==== Records to process ====

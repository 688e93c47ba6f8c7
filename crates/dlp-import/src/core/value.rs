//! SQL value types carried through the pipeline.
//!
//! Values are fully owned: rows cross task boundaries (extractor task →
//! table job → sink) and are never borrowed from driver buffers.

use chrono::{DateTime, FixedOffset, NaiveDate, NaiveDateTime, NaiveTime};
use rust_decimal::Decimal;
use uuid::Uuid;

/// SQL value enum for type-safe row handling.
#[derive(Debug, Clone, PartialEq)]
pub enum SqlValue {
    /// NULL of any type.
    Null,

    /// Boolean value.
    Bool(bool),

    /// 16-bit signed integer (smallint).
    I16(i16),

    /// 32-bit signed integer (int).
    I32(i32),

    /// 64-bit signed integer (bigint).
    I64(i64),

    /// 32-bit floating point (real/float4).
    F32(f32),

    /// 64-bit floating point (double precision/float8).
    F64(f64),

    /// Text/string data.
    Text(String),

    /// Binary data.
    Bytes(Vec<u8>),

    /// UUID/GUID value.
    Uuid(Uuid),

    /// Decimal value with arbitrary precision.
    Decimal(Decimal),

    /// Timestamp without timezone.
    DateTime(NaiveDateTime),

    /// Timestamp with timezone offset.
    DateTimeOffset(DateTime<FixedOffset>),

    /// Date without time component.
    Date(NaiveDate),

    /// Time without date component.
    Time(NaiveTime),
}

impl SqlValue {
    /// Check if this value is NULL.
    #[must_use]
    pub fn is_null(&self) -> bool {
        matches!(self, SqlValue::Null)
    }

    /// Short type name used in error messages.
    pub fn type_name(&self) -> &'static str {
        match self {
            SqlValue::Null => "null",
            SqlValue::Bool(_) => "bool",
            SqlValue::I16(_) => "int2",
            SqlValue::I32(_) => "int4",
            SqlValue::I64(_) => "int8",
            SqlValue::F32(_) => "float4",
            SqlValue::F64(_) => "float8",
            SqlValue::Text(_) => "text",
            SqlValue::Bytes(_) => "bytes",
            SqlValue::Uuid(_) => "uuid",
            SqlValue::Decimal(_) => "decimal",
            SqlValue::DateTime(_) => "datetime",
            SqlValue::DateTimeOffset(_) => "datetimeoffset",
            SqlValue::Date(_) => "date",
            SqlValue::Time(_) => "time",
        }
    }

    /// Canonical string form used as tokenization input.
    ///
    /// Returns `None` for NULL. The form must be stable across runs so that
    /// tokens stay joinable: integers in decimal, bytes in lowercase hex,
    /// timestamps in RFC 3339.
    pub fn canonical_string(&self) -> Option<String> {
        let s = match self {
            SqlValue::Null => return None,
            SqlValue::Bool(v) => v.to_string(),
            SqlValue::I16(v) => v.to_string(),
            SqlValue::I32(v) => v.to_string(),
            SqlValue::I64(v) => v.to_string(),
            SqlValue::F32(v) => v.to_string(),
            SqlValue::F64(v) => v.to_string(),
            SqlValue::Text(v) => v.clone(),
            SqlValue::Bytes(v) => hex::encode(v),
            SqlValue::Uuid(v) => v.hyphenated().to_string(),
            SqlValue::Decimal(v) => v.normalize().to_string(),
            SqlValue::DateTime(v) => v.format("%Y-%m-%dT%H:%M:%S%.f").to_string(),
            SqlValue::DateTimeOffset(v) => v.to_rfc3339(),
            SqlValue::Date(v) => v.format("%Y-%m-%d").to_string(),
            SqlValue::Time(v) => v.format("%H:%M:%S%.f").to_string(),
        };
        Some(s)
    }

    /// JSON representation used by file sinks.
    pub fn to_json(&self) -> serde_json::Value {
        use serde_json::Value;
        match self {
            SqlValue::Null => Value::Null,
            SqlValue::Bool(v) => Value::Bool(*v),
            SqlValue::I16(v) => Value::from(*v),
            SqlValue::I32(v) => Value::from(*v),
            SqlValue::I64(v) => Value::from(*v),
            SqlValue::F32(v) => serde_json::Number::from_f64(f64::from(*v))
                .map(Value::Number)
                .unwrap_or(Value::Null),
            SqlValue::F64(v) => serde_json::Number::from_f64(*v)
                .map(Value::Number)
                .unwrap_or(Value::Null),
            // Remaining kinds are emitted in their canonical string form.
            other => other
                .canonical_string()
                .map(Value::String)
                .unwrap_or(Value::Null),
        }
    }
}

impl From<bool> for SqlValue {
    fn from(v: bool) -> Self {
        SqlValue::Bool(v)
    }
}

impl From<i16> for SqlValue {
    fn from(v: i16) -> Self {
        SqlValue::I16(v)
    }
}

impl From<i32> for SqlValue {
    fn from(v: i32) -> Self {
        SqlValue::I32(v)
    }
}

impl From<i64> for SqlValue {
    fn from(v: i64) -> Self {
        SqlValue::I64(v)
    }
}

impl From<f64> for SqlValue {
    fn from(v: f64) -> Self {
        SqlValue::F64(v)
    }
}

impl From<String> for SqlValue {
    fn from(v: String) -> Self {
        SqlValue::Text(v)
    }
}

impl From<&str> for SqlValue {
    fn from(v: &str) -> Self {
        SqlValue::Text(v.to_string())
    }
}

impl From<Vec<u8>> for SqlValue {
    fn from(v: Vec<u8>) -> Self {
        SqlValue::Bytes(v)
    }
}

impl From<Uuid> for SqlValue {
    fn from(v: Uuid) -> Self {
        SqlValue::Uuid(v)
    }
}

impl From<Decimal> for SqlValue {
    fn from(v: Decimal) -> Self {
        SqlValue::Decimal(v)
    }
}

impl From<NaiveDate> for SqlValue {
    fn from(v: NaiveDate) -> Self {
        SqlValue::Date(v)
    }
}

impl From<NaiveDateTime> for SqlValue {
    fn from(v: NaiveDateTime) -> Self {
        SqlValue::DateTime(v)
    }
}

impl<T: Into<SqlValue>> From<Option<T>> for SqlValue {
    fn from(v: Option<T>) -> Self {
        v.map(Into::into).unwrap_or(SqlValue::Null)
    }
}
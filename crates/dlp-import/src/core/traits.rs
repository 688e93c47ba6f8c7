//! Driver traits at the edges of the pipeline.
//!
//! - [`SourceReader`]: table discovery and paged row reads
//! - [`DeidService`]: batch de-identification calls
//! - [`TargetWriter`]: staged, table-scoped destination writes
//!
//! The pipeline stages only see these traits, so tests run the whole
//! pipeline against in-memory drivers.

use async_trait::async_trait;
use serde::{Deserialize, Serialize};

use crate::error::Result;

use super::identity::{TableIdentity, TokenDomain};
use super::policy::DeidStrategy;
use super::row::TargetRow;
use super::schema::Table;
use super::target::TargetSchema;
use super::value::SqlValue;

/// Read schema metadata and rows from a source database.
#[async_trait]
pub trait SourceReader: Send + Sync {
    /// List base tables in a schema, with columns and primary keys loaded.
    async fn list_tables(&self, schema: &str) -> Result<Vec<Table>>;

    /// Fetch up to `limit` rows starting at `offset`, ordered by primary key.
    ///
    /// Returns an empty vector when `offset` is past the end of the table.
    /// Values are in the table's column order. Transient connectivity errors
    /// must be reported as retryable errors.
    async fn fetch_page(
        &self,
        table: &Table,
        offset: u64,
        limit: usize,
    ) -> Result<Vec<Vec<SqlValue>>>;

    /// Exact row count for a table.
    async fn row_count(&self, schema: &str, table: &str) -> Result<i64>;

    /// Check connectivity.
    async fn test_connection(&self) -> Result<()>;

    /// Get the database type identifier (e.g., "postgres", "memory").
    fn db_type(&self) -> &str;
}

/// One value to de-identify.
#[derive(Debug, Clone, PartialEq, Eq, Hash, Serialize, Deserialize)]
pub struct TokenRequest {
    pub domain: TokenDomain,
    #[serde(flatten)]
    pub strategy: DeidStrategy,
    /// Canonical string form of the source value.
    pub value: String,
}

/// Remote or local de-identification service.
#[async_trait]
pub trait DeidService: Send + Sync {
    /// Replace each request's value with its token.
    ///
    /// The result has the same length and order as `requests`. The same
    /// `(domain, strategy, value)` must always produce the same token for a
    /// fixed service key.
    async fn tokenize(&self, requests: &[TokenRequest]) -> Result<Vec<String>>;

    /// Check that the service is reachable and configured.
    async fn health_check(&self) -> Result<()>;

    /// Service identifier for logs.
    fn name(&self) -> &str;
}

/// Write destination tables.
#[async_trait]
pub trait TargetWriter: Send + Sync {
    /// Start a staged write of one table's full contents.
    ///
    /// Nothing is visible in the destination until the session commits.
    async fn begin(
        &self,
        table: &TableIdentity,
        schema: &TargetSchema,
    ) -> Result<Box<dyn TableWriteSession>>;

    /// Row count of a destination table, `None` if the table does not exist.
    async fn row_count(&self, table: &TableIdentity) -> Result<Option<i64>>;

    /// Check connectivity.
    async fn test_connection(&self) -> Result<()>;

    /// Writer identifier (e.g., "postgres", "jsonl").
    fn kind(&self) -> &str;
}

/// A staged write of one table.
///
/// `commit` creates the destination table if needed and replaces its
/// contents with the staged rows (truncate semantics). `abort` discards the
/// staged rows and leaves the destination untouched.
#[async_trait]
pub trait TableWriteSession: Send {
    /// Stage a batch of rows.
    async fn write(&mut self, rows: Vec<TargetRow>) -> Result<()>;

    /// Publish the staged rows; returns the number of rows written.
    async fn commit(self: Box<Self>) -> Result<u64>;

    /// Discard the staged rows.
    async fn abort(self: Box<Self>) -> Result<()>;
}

====

### The task
In the listing above, find each line containing "TargetSchema" and copy it.

### Written reply
use super::target::TargetSchema;
        schema: &TargetSchema,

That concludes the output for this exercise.